Hippocampal infection with HSV-1-derived vectors expressing an NMDAR1 antisense modifies behavior
Article first published online: 21 MAR 2003
Genes, Brain and Behavior
Volume 2, Issue 2, pages 103–113, April 2003
How to Cite
Adrover, M. F., Guyot-Revol, V., Cheli, V. T., Blanco, C., Vidal, R., Alché, L., Kornisiuk, E., Epstein, A. L. and Jerusalinsky, D. (2003), Hippocampal infection with HSV-1-derived vectors expressing an NMDAR1 antisense modifies behavior.
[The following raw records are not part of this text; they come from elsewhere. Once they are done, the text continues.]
use std::collections::BTreeSet;

use chrono::Utc;

use super::retry::query_with_retry;
use super::Database;
use crate::feed::Destination;
use crate::Result;

/// Repository for destinations and their keyword filters
pub struct DestinationRepository<'a> {
    db: &'a Database,
}

impl<'a> DestinationRepository<'a> {
    pub fn new(db: &'a Database) -> Self {
        Self { db }
    }

    pub async fn exists(&self, destination_id: &str) -> Result<bool> {
        let row: Option<(String,)> = sqlx::query_as("SELECT id FROM destinations WHERE id = ?")
            .bind(destination_id)
            .fetch_optional(self.db.pool())
            .await?;

        Ok(row.is_some())
    }

    pub async fn get(&self, destination_id: &str) -> Result<Option<Destination>> {
        if !self.exists(destination_id).await? {
            return Ok(None);
        }
        let filters = self.get_filters(destination_id).await?;
        Ok(Some(Destination {
            id: destination_id.to_string(),
            filters,
        }))
    }

    /// Filters of a destination; empty for unknown destinations
    pub async fn get_filters(&self, destination_id: &str) -> Result<BTreeSet<String>> {
        let pool = self.db.pool().clone();
        let id = destination_id.to_string();

        let rows: Vec<(String,)> = query_with_retry(|| {
            let pool = pool.clone();
            let id = id.clone();
            async move {
                sqlx::query_as("SELECT name FROM filters WHERE destination_id = ? ORDER BY name")
                    .bind(id)
                    .fetch_all(&pool)
                    .await
            }
        })
        .await?;

        Ok(rows.into_iter().map(|(name,)| name).collect())
    }

    /// Add filters, returning the names that were not already present
    pub async fn add_filters(&self, destination_id: &str, names: &[String]) -> Result<Vec<String>> {
        let mut tx = self.db.pool().begin().await?;

        sqlx::query("INSERT OR IGNORE INTO destinations (id, created_at) VALUES (?, ?)")
            .bind(destination_id)
            .bind(Utc::now())
            .execute(&mut *tx)
            .await?;

        let mut added = Vec::new();
        for name in names {
            let result =
                sqlx::query("INSERT OR IGNORE INTO filters (destination_id, name) VALUES (?, ?)")
                    .bind(destination_id)
                    .bind(name)
                    .execute(&mut *tx)
                    .await?;
            if result.rows_affected() > 0 {
                added.push(name.clone());
            }
        }

        tx.commit().await?;

        tracing::debug!(destination_id, added = added.len(), "Added filters");
        Ok(added)
    }

    /// Remove one filter. Returns false if it did not exist.
    pub async fn remove_filter(&self, destination_id: &str, name: &str) -> Result<bool> {
        let result = sqlx::query("DELETE FROM filters WHERE destination_id = ? AND name = ?")
            .bind(destination_id)
            .bind(name)
            .execute(self.db.pool())
            .await?;

        Ok(result.rows_affected() > 0)
    }
}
Genes, Brain and Behavior, 2: 103–113. doi: 10.1034/j.1601-183X.2003.00015.x
- Issue published online: 21 MAR 2003
- Article first published online: 21 MAR 2003
- Received 22 October 2002, revised 29 January 2003, accepted for publication 29 January 2003
- herpes simplex vectors;
- NMDA receptors;
- NR1 subunit
Herpes simplex virus-derived amplicon vectors simultaneously expressing the open reading frame encoding NR1 subunit of the NMDA receptor, either in sense or antisense orientation, as well as the open reading frame encoding the green fluorescent protein (GFP), as distinct transcription units, were constructed. Vector expression in cells was demonstrated by GFP-fluorescence, immunofluorescence, Western blots and RT-PCR. The vectors were inoculated into the dorsal hippocampus of adult male rats, which were then trained for habituation to an open field and for inhibitory avoidance to a foot-shock. Those animals injected with vectors expressing NR1 protein showed habituation to a new environment, and achieved the criteria for a step-down inhibitory avoidance to a foot-shock. In contrast, animals injected with vectors carrying the NR1 open reading frame in antisense position, showed neither habituation nor appropriate performance in the inhibitory avoidance task. There was no evidence for motor impairment or motivational disturbance, since all the animals exhibit similar behavior and performance in the training sessions. Hence, the impaired performance might be due to either amnesia or disability to record events. Transgene expression in brain, as revealed by GFP fluorescence, was mainly observed in pyramidal cells of CA1, but also in CA3. Therefore, our results strongly support the participation of hippocampal NR1 subunit in habituation to a new environment, but also in recording events for the inhibitory avoidance task. Hence, amplicon vectors appear to be useful tools to modify endogenous gene expression at a defined period, in restricted brain regions, and should allow investigating in vivo functions of genes.